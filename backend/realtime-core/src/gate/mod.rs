//! Session-gated control of the shared realtime connection.
//!
//! A [`ConnectionGate`] decides *when* the realtime transport should be open:
//! only while the session is authenticated and the gate is enabled. It owns
//! no socket; it issues `connect`/`disconnect` on the shared transport and
//! keeps exactly one listener attached for as long as it holds a connection.
//!
//! # State machine
//!
//! ```text
//!            Authenticated(token) && enabled
//!   IDLE  ─────────────────────────────────▶  WANT_CONNECTED
//!         ◀─────────────────────────────────
//!            Loading | Unauthenticated | !enabled
//! ```
//!
//! Re-entering `WANT_CONNECTED` with the same token is a no-op. A different
//! token (refresh, re-login as another user) releases the old connection and
//! opens a new one. There is no terminal state; only [`ConnectionGate::teardown`]
//! ends the gate's authority.
//!
//! The gate never retries and never reacts to transport health; reconnects
//! are the transport's business.

mod driver;
mod handler;

pub use driver::{GateHandle, spawn_gate};
pub use handler::HandlerCell;

use crate::transport::{ListenerCancel, MessageHandler, RealtimeTransport};

use common::RedactedToken;
use models::{AuthSnapshot, AuthState, RealtimeMessage};

use std::sync::Arc;

use log::{debug, info, trace};

/// Derived connection phase.
#[derive(Debug, Clone, Copy, PartialEq, Eq)]
pub enum GatePhase {
    Idle,
    WantConnected,
}

/// Connection this gate requested and the listener it attached for it.
struct ActiveConnection {
    token: RedactedToken,
    listener: ListenerCancel,
}

pub struct ConnectionGate {
    transport: Arc<dyn RealtimeTransport>,
    handler: HandlerCell,
    enabled: bool,
    auth: AuthState,
    active: Option<ActiveConnection>,
    torn_down: bool,
}

impl ConnectionGate {
    /// New gate in `IDLE`, enabled, with auth still `Loading`.
    pub fn new(transport: Arc<dyn RealtimeTransport>, handler: MessageHandler) -> Self {
        Self {
            transport,
            handler: HandlerCell::new(handler),
            enabled: true,
            auth: AuthState::Loading,
            active: None,
            torn_down: false,
        }
    }

    /// Set the initial enabled flag without issuing any transport call.
    pub fn with_enabled(mut self, enabled: bool) -> Self {
        self.enabled = enabled;
        self.reconcile();
        self
    }

    /// Record an auth observation and reconcile the connection.
    pub fn observe(&mut self, auth: AuthState) {
        trace!("Gate observed auth status {:?}", auth.status());
        self.auth = auth;
        self.reconcile();
    }

    pub fn observe_snapshot(&mut self, snapshot: AuthSnapshot) {
        self.observe(AuthState::from(snapshot));
    }

    pub fn set_enabled(&mut self, enabled: bool) {
        if self.enabled != enabled {
            info!("Realtime gate {}", if enabled { "enabled" } else { "disabled" });
        }
        self.enabled = enabled;
        self.reconcile();
    }

    pub fn is_enabled(&self) -> bool {
        self.enabled
    }

    /// `true` iff the session is authenticated and the gate is enabled.
    pub fn intent(&self) -> bool {
        self.enabled && self.auth.is_authenticated()
    }

    pub fn phase(&self) -> GatePhase {
        if self.intent() {
            GatePhase::WantConnected
        } else {
            GatePhase::Idle
        }
    }

    /// Whether this gate currently holds a connection request and listener.
    pub fn holds_connection(&self) -> bool {
        self.active.is_some()
    }

    /// Polled transport status; the gate does not act on it.
    pub fn transport_connected(&self) -> bool {
        self.transport.is_connected()
    }

    /// Swap the message handler. The listener stays registered.
    pub fn replace_handler(&self, handler: MessageHandler) {
        self.handler.replace(handler);
    }

    pub fn handler_cell(&self) -> HandlerCell {
        self.handler.clone()
    }

    pub fn is_torn_down(&self) -> bool {
        self.torn_down
    }

    /// End the gate's scope: remove the listener and disconnect unconditionally.
    ///
    /// Only the first call touches the transport. Later observations are ignored.
    pub fn teardown(&mut self) {
        if self.torn_down {
            debug!("Realtime gate already torn down");
            return;
        }
        self.torn_down = true;

        if let Some(active) = self.active.take() {
            active.listener.cancel();
        }
        self.transport.disconnect();
        info!("Realtime gate torn down");
    }

    fn reconcile(&mut self) {
        if self.torn_down {
            debug!("Ignoring observation on torn-down gate");
            return;
        }

        let desired = if self.enabled {
            self.auth.token().cloned()
        } else {
            None
        };

        let held = self.active.as_ref().map(|active| active.token.clone());

        match (desired, held) {
            (Some(token), Some(held)) if held == token => {
                trace!("Connection intent unchanged");
            }
            (Some(token), Some(_)) => {
                info!("Session token changed, re-establishing realtime connection");
                self.release();
                self.establish(token);
            }
            (Some(token), None) => self.establish(token),
            (None, Some(_)) => self.release(),
            (None, None) => trace!("Realtime connection not wanted"),
        }
    }

    fn establish(&mut self, token: RedactedToken) {
        if self.transport.is_connected() {
            debug!("Transport already connected, not issuing connect");
        } else {
            info!("Session authenticated, requesting realtime connection");
            self.transport.connect(&token);
        }

        let cell = self.handler.clone();
        let listener = self.transport.add_listener(Arc::new(move |message: &RealtimeMessage| {
            cell.dispatch(message);
        }));

        self.active = Some(ActiveConnection { token, listener });
    }

    fn release(&mut self) {
        if let Some(active) = self.active.take() {
            info!("Realtime connection no longer wanted, disconnecting");
            active.listener.cancel();
            self.transport.disconnect();
        }
    }
}

impl Drop for ConnectionGate {
    fn drop(&mut self) {
        self.teardown();
    }
}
* * * * * * * * *
* **WHAT YOU NEED TO DO**: Search the data above for the word "desired", then gather each line in which it appears.

* **EXERCISE OUTPUT**:
        let desired = if self.enabled {
        match (desired, held) {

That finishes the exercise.